Task goal: Please return every line of the records below that contains the word "push".
*** Opening Extracted data ***
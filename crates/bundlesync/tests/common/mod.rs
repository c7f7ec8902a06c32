#![allow(dead_code)]

use bundlesync::{BundleError, BundleMetadata, Notifier};
use std::cell::RefCell;
use std::collections::HashMap;
use std::fs;
use std::io::Write;
use std::path::Path;
use std::rc::Rc;
use std::sync::{Arc, Mutex, Once};
use std::thread;
use tiny_http::{Header, Response, Server};
use walkdir::WalkDir;
use zip::write::FileOptions;

pub const LAST_MODIFIED: &str = "Wed, 21 Oct 2015 07:28:00 GMT";
pub const LAST_MODIFIED_MS: i64 = 1_445_412_480_000;

static INIT_LOGGING: Once = Once::new();

/// `RUST_LOG=bundlesync=debug cargo test` shows library logs.
pub fn init_test_logging() {
    INIT_LOGGING.call_once(|| {
        if std::env::var("RUST_LOG").is_ok() {
            let _ = tracing_subscriber::fmt()
                .with_env_filter(tracing_subscriber::EnvFilter::from_default_env())
                .with_test_writer()
                .try_init();
        }
    });
}

#[derive(Clone)]
struct Route {
    status: u16,
    body: Vec<u8>,
    last_modified: Option<String>,
}

/// Minimal release host: fixed routes, request log.
pub struct FeedServer {
    server: Arc<Server>,
    base: String,
    routes: Arc<Mutex<HashMap<String, Route>>>,
    hits: Arc<Mutex<Vec<String>>>,
}

impl FeedServer {
    pub fn start() -> Self {
        let server = Arc::new(Server::http("127.0.0.1:0").expect("bind test server"));
        let addr = server.server_addr().to_ip().expect("ip listener");
        let routes: Arc<Mutex<HashMap<String, Route>>> = Arc::default();
        let hits: Arc<Mutex<Vec<String>>> = Arc::default();

        let (srv, r, h) = (server.clone(), routes.clone(), hits.clone());
        thread::spawn(move || {
            for req in srv.incoming_requests() {
                let path = req.url().to_string();
                h.lock().unwrap().push(format!("{} {}", req.method(), path));
                let route = r.lock().unwrap().get(&path).cloned();
                let _ = match route {
                    Some(route) => {
                        let mut resp =
                            Response::from_data(route.body).with_status_code(route.status);
                        if let Some(lm) = route.last_modified {
                            resp.add_header(
                                Header::from_bytes(&b"Last-Modified"[..], lm.as_bytes()).unwrap(),
                            );
                        }
                        req.respond(resp)
                    }
                    None => req.respond(Response::empty(404)),
                };
            }
        });

        Self {
            server,
            base: format!("http://{addr}/"),
            routes,
            hits,
        }
    }

    pub fn base_url(&self) -> &str {
        &self.base
    }

    pub fn url(&self, path: &str) -> String {
        format!("{}{}", self.base, path.trim_start_matches('/'))
    }

    pub fn route(&self, path: &str, status: u16, body: impl Into<Vec<u8>>) {
        self.insert(path, status, body.into(), None);
    }

    pub fn route_with_date(&self, path: &str, body: impl Into<Vec<u8>>, date: &str) {
        self.insert(path, 200, body.into(), Some(date.to_string()));
    }

    fn insert(&self, path: &str, status: u16, body: Vec<u8>, last_modified: Option<String>) {
        self.routes.lock().unwrap().insert(
            format!("/{}", path.trim_start_matches('/')),
            Route {
                status,
                body,
                last_modified,
            },
        );
    }

    pub fn hits(&self) -> Vec<String> {
        self.hits.lock().unwrap().clone()
    }

    pub fn clear_hits(&self) {
        self.hits.lock().unwrap().clear();
    }
}

impl Drop for FeedServer {
    fn drop(&mut self) {
        self.server.unblock();
    }
}

/// Zip with the given `(name, bytes)` entries.
pub fn zip_bytes(entries: &[(&str, &[u8])]) -> Vec<u8> {
    let mut zw = zip::ZipWriter::new(std::io::Cursor::new(Vec::new()));
    for (name, data) in entries {
        zw.start_file(*name, FileOptions::default().unix_permissions(0o755))
            .unwrap();
        zw.write_all(data).unwrap();
    }
    zw.finish().unwrap().into_inner()
}

pub fn exe_name() -> String {
    format!("tool{}", bundlesync_platform::exe_extension())
}

/// Lay down an installed bundle by hand.
pub fn preinstall(root: &Path, meta: &BundleMetadata, exe: &[u8]) {
    let dir = root.join("tool-pkg");
    fs::create_dir_all(&dir).unwrap();
    fs::write(dir.join(exe_name()), exe).unwrap();
    fs::write(dir.join("metadata.json"), serde_json::to_vec(meta).unwrap()).unwrap();
}

/// Sorted `(relative path, contents)` of every file under `dir`.
pub fn snapshot(dir: &Path) -> Vec<(String, Vec<u8>)> {
    if !dir.exists() {
        return Vec::new();
    }
    let mut out: Vec<(String, Vec<u8>)> = WalkDir::new(dir)
        .into_iter()
        .filter_map(|e| e.ok())
        .filter(|e| e.file_type().is_file())
        .map(|e| {
            let rel = e.path().strip_prefix(dir).unwrap().display().to_string();
            (rel, fs::read(e.path()).unwrap())
        })
        .collect();
    out.sort();
    out
}

/// Notifier that appends a short tag per event.
pub struct Recorder(pub Rc<RefCell<Vec<String>>>);

impl Recorder {
    pub fn new() -> (Self, Rc<RefCell<Vec<String>>>) {
        let log = Rc::new(RefCell::new(Vec::new()));
        (Self(log.clone()), log)
    }
}

impl Notifier for Recorder {
    fn busy_changed(&mut self, busy: bool) {
        self.0.borrow_mut().push(format!("busy:{busy}"));
    }
    fn io_error(&mut self, error: &BundleError) {
        self.0.borrow_mut().push(format!("error:{:?}", error.kind()));
    }
    fn metadata_downloaded(&mut self, metadata: &BundleMetadata) {
        self.0.borrow_mut().push(format!("metadata:{}", metadata.version));
    }
    fn update_available(&mut self, metadata: &BundleMetadata) {
        self.0.borrow_mut().push(format!("available:{}", metadata.version));
    }
    fn up_to_date(&mut self) {
        self.0.borrow_mut().push("up-to-date".into());
    }
    fn unpacked(&mut self) {
        self.0.borrow_mut().push("unpacked".into());
    }
    fn canceled(&mut self) {
        self.0.borrow_mut().push("canceled".into());
    }
}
*** Closing Extracted data ***
Result of the task:
                h.lock().unwrap().push(format!("{} {}", req.method(), path));
        self.0.borrow_mut().push(format!("busy:{busy}"));
        self.0.borrow_mut().push(format!("error:{:?}", error.kind()));
        self.0.borrow_mut().push(format!("metadata:{}", metadata.version));
        self.0.borrow_mut().push(format!("available:{}", metadata.version));
        self.0.borrow_mut().push("up-to-date".into());
        self.0.borrow_mut().push("unpacked".into());
        self.0.borrow_mut().push("canceled".into());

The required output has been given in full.